E não vamos esquecer a lula bioluminescente. Estas lulas obtêm os assombrosos desenhos de luz e cor que utilizam para se camuflar de bactérias luminescentes simbióticas. Mas, tanto neste caso como no dos legumes, as bactérias simbióticas têm também uma vida livre independente e são adquiridas pelos hóspedes ao longo de sua vida, e não transmitidas de pais para filhos. Não podem ser consideradas novas espécies, mas candidatos em transição.
“A interação entre a teoria evolutiva e a pesquisa genômica nos permitirá entender a evolução da complexidade dos organismos em um único marco unificado”, concluem Kiers e West. A simbiose é um mecanismo de geração rápida de novas espécies, mas só nas escalas dos geólogos. Suas engrenagens internas estão repletas de finos ajustes que continuam precisando da seleção natural darwiniana. Não há conflito no evolucionismo.
A simbiose fundamental
Os casos de lulas bioluminescentes e vermes marinhos gigantes podem parecer meras curiosidades da biologia, a ciência da exuberância e da profusão onde qualquer coisa que pode ocorrer acaba ocorrendo em algum lugar. Mas há um acontecimento que terminou sendo tão central na história da vida na Terra que obriga, por si, a considerar a simbiose como um mecanismo evolutivo essencial: a origem da célula eucariota, o tipo de célula do qual estão feitos todos os animais, plantas e fungos deste planeta, além dos micro-organismos unicelulares como as amebas e os paramécios. Sem a simbiose que originou a célula eucariota não existiríamos.

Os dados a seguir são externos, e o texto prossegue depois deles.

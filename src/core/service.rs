//! Boundary operations exposed to callers (CLI, transport layers).
//!
//! [`GenerationService`] owns the stores and the orchestrator, and is the
//! only place where a run is started. All components are created once and
//! shared by `Arc`.

use std::path::{Path, PathBuf};
use std::sync::Arc;

use anyhow::Result;
use tokio::task::JoinHandle;
use tracing::{info, instrument, warn};
use uuid::Uuid;

use crate::adapters::{
    BlueprintProvider, CodeOptimizer, ContentProvider, HttpBlueprintProvider, HttpCodeOptimizer,
    HttpContentProvider, OptimizeRequest,
};
use crate::domain::{
    ErrorCode, FileOutcome, LogEntry, LogStep, Project, ProjectStatus, Spec, SpecSource,
};

use super::audit_log::AuditLog;
use super::error::GenerationError;
use super::fence::strip_code_fences;
use super::file_tree::{build_file_tree, TreeNode};
use super::file_writer::{FileWriter, WrittenFile};
use super::orchestrator::{phase, Orchestrator};
use super::path_guard::PathGuard;
use super::status_store::StatusStore;

const PARSING_STEP: &str = "Parsing specifications";
const INTERRUPTED_MESSAGE: &str = "Generation interrupted: run abandoned by operator";

/// Per-file result of an optimization request
#[derive(Debug)]
pub struct OptimizeReport {
    /// Rewritten files, in request order
    pub optimized: Vec<OptimizedFile>,

    /// Files left untouched, with the reason
    pub failed: Vec<(String, GenerationError)>,
}

/// One rewritten artifact
#[derive(Debug, Clone)]
pub struct OptimizedFile {
    /// Path relative to the project root
    pub path: String,
    pub content_hash: String,
    pub size_bytes: u64,
}

/// Entry point for every project operation
#[derive(Clone)]
pub struct GenerationService {
    status: Arc<StatusStore>,
    audit: Arc<AuditLog>,
    orchestrator: Arc<Orchestrator>,
    optimizer: Arc<dyn CodeOptimizer>,
    writer: FileWriter,
}

impl GenerationService {
    pub fn new(
        status: Arc<StatusStore>,
        audit: Arc<AuditLog>,
        orchestrator: Arc<Orchestrator>,
        optimizer: Arc<dyn CodeOptimizer>,
    ) -> Self {
        Self {
            status,
            audit,
            orchestrator,
            optimizer,
            writer: FileWriter::new(),
        }
    }

    /// Wire a service from a state directory, an output root and its providers
    pub fn with_providers(
        projects_dir: PathBuf,
        output_root: PathBuf,
        blueprints: Arc<dyn BlueprintProvider>,
        content: Arc<dyn ContentProvider>,
        optimizer: Arc<dyn CodeOptimizer>,
    ) -> Self {
        let status = Arc::new(StatusStore::new(projects_dir.clone()));
        let audit = Arc::new(AuditLog::new(projects_dir));
        let orchestrator = Arc::new(Orchestrator::new(
            blueprints,
            content,
            status.clone(),
            audit.clone(),
            output_root,
        ));

        Self::new(status, audit, orchestrator, optimizer)
    }

    /// Wire a service from the resolved configuration with HTTP providers
    pub fn from_config() -> Result<Self> {
        let config = crate::config::config()?;

        Ok(Self::with_providers(
            config.projects_dir(),
            config.output.clone(),
            Arc::new(HttpBlueprintProvider::from_settings(&config.provider)),
            Arc::new(HttpContentProvider::from_settings(&config.provider)),
            Arc::new(HttpCodeOptimizer::from_settings(&config.provider)),
        ))
    }

    pub fn status_store(&self) -> &StatusStore {
        &self.status
    }

    pub fn audit_log(&self) -> &AuditLog {
        &self.audit
    }

    /// Create a project in `PENDING`
    pub async fn create_project(
        &self,
        name: &str,
        tech_stack: &str,
    ) -> Result<Project, GenerationError> {
        let project = self.status.create(name, tech_stack).await?;
        info!(project_id = %project.id, name = %project.name, "Project created");
        Ok(project)
    }

    pub async fn get_project(&self, project_id: Uuid) -> Result<Project, GenerationError> {
        self.status.get(project_id).await
    }

    /// All projects, newest first
    pub async fn list_projects(&self) -> Result<Vec<Project>, GenerationError> {
        self.status.list().await
    }

    /// Parse and store a spec document, running the ingestion transitions
    ///
    /// Facets absent from the document keep their previous value. On a parse
    /// failure the project ends in `FAILED` and the error is returned.
    #[instrument(skip(self, source), fields(project_id = %project_id))]
    pub async fn attach_spec(
        &self,
        project_id: Uuid,
        source: SpecSource,
    ) -> Result<Project, GenerationError> {
        self.status
            .transition(project_id, ProjectStatus::Parsing, Some(PARSING_STEP.to_string()))
            .await?;
        self.record(LogEntry::new(project_id, LogStep::Ingestion, PARSING_STEP))
            .await;

        let update = match source.parse() {
            Ok(update) => update,
            Err(e) => {
                let err = GenerationError::InvalidSpec(e.to_string());
                self.fail_ingestion(project_id, &err).await;
                return Err(err);
            }
        };

        let spec = match self.store_spec(project_id, update).await {
            Ok(spec) => spec,
            Err(err) => {
                self.fail_ingestion(project_id, &err).await;
                return Err(err);
            }
        };

        self.record(LogEntry::new(
            project_id,
            LogStep::Ingestion,
            format!(
                "Specifications uploaded successfully ({} features, {} APIs, {} tables)",
                spec.features.len(),
                spec.apis.len(),
                spec.database.len()
            ),
        ))
        .await;

        self.status
            .transition(project_id, ProjectStatus::Pending, None)
            .await
    }

    async fn store_spec(
        &self,
        project_id: Uuid,
        update: crate::domain::SpecUpdate,
    ) -> Result<Spec, GenerationError> {
        let previous = self.status.load_spec(project_id).await?;
        let spec = Spec::merged(previous, update);
        self.status.save_spec(project_id, &spec).await?;
        Ok(spec)
    }

    async fn fail_ingestion(&self, project_id: Uuid, err: &GenerationError) {
        let message = format!("Failed to parse specifications: {}", err);
        warn!(%project_id, error = %err, "Spec ingestion failed");

        self.record(
            LogEntry::new(project_id, LogStep::Error, message.clone()).with_code(err.code()),
        )
        .await;

        if let Err(e) = self.status.fail(project_id, message, err.code()).await {
            warn!(%project_id, error = %e, "Failed to record ingestion failure");
        }
    }

    /// Accept a generation request and run it in the background
    ///
    /// Only a `PENDING` project can start; anything else is a conflict and
    /// leaves the project untouched. The returned handle may be awaited or
    /// dropped; the run proceeds either way.
    #[instrument(skip(self), fields(project_id = %project_id))]
    pub async fn start_generation(
        &self,
        project_id: Uuid,
    ) -> Result<JoinHandle<()>, GenerationError> {
        let project = self.status.get(project_id).await?;

        if project.status != ProjectStatus::Pending {
            return Err(GenerationError::Conflict {
                project_id,
                from: project.status,
                to: ProjectStatus::Generating,
            });
        }

        let claimed = self
            .status
            .transition_from(
                project_id,
                ProjectStatus::Pending,
                ProjectStatus::Generating,
                Some(phase::QUEUED.to_string()),
            )
            .await?;

        info!("Generation accepted");
        let orchestrator = self.orchestrator.clone();
        Ok(tokio::spawn(async move { orchestrator.run_claimed(claimed).await }))
    }

    /// Manually fail a run left in `GENERATING` by a dead process
    pub async fn abandon(&self, project_id: Uuid) -> Result<Project, GenerationError> {
        let project = self
            .status
            .fail_from(
                project_id,
                ProjectStatus::Generating,
                INTERRUPTED_MESSAGE,
                ErrorCode::Interrupted,
            )
            .await?;

        self.record(
            LogEntry::new(project_id, LogStep::Error, INTERRUPTED_MESSAGE)
                .with_code(ErrorCode::Interrupted),
        )
        .await;

        Ok(project)
    }

    /// Audit entries of a project, ordered by timestamp
    pub async fn logs(&self, project_id: Uuid) -> Result<Vec<LogEntry>, GenerationError> {
        self.status.get(project_id).await?;
        self.audit.entries(project_id).await
    }

    /// Directory tree of the generated output
    pub async fn artifact_tree(&self, project_id: Uuid) -> Result<Vec<TreeNode>, GenerationError> {
        self.status.get(project_id).await?;
        let root = self.orchestrator.project_root(project_id);

        tokio::task::spawn_blocking(move || build_file_tree(&root))
            .await
            .map_err(|e| GenerationError::storage("tree task", e))?
    }

    /// Read one generated artifact as UTF-8 text
    ///
    /// The path is validated before anything touches the filesystem.
    pub async fn read_artifact(
        &self,
        project_id: Uuid,
        relative_path: &str,
    ) -> Result<String, GenerationError> {
        PathGuard::validate(relative_path)?;

        self.status.get(project_id).await?;

        let root = self.orchestrator.project_root(project_id);
        self.writer.read_text(&root, relative_path).await
    }

    /// Rewrite generated files through the code optimizer
    ///
    /// Every path is validated up front; one bad path rejects the whole
    /// request. After that each file is read, optimized and written back on
    /// its own, and a failure leaves that file untouched. Not allowed while a
    /// run is in flight.
    #[instrument(skip(self, paths), fields(project_id = %project_id, files = paths.len()))]
    pub async fn optimize_artifacts(
        &self,
        project_id: Uuid,
        paths: &[String],
    ) -> Result<OptimizeReport, GenerationError> {
        let mut selected: Vec<&str> = Vec::new();
        for path in paths {
            PathGuard::validate(path)?;
            if !selected.contains(&path.as_str()) {
                selected.push(path);
            }
        }
        if selected.is_empty() {
            return Err(GenerationError::Validation(
                "No files selected for optimization".to_string(),
            ));
        }

        let project = self.status.get(project_id).await?;
        if project.is_generating() {
            return Err(GenerationError::Busy {
                project_id,
                status: project.status,
                reason: "files cannot be optimized during a generation run",
            });
        }

        let root = self.orchestrator.project_root(project_id);
        self.record(LogEntry::new(
            project_id,
            LogStep::Optimization,
            format!("Optimizing {} files", selected.len()),
        ))
        .await;

        let mut report = OptimizeReport {
            optimized: Vec::new(),
            failed: Vec::new(),
        };

        for path in selected {
            match self.optimize_one(&project, &root, path).await {
                Ok(written) => {
                    self.record(
                        LogEntry::new(project_id, LogStep::Optimization, format!("✓ Optimized {}", path))
                            .with_path(path)
                            .with_outcome(FileOutcome::Success)
                            .with_content(written.content_hash.clone(), written.size_bytes),
                    )
                    .await;
                    report.optimized.push(OptimizedFile {
                        path: path.to_string(),
                        content_hash: written.content_hash,
                        size_bytes: written.size_bytes,
                    });
                }
                Err(e) => {
                    warn!(path, error = %e, "File optimization failed");
                    self.record(
                        LogEntry::new(
                            project_id,
                            LogStep::Optimization,
                            format!("✗ Failed to optimize {}: {}", path, e),
                        )
                        .with_path(path)
                        .with_outcome(FileOutcome::Failure)
                        .with_code(e.code()),
                    )
                    .await;
                    report.failed.push((path.to_string(), e));
                }
            }
        }

        self.record(LogEntry::new(
            project_id,
            LogStep::Optimization,
            format!(
                "Optimized {} of {} files",
                report.optimized.len(),
                report.optimized.len() + report.failed.len()
            ),
        ))
        .await;

        Ok(report)
    }

    async fn optimize_one(
        &self,
        project: &Project,
        root: &Path,
        path: &str,
    ) -> Result<WrittenFile, GenerationError> {
        let current = self.writer.read_text(root, path).await?;

        let request = OptimizeRequest {
            path,
            content: &current,
            project_name: &project.name,
            tech_stack: &project.tech_stack,
        };
        let raw = self.optimizer.optimize(&request).await?;
        let content = strip_code_fences(&raw);

        if content.trim().is_empty() {
            return Err(GenerationError::Provider(crate::adapters::ProviderError::Malformed(
                "optimizer returned no content".to_string(),
            )));
        }

        self.writer.write(root, path, &content).await
    }

    async fn record(&self, entry: LogEntry) {
        if let Err(e) = self.audit.append(&entry).await {
            warn!(error = %e, "Failed to append audit entry");
        }
    }
}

As mitocôndrias se tornaram bastante populares nos últimos tempos. Foram usadas para identificar Colombo, para resolver todo tipo de crimes e para determinar os parentescos do homem de Atapuerca; além disso, transmitem doenças hereditárias por via materna e são objeto de intensas pesquisas para tentar corrigi-las. Cada uma de nossas células contém entre 100 e 100.000 mitocôndrias, que são as responsáveis por produzir a energia para os processos vitais.
Graças sobretudo à grande bióloga Lynn Margulis (1938-2011), embora com notáveis precursores dos tempos de Darwin, sabemos hoje que as mitocôndrias provêm de antigas bactérias de vida livre, e que sua associação com outras bactérias e arqueas (similares às bactérias) gerou a célula eucariota há uns 2 bilhões de anos. Como nos demais casos de simbiose, a seleção natural darwiniana teve muito trabalho a fazer depois, mas o mecanismo disparador foi a simbiose.
As células das plantas e as algas têm um segundo orgânulo (pequeno órgão intracelular) de origem bacteriano: os cloroplastos que lhes permitem obter energia da luz solar.
Se estas coisas são curiosidades, nós também somos.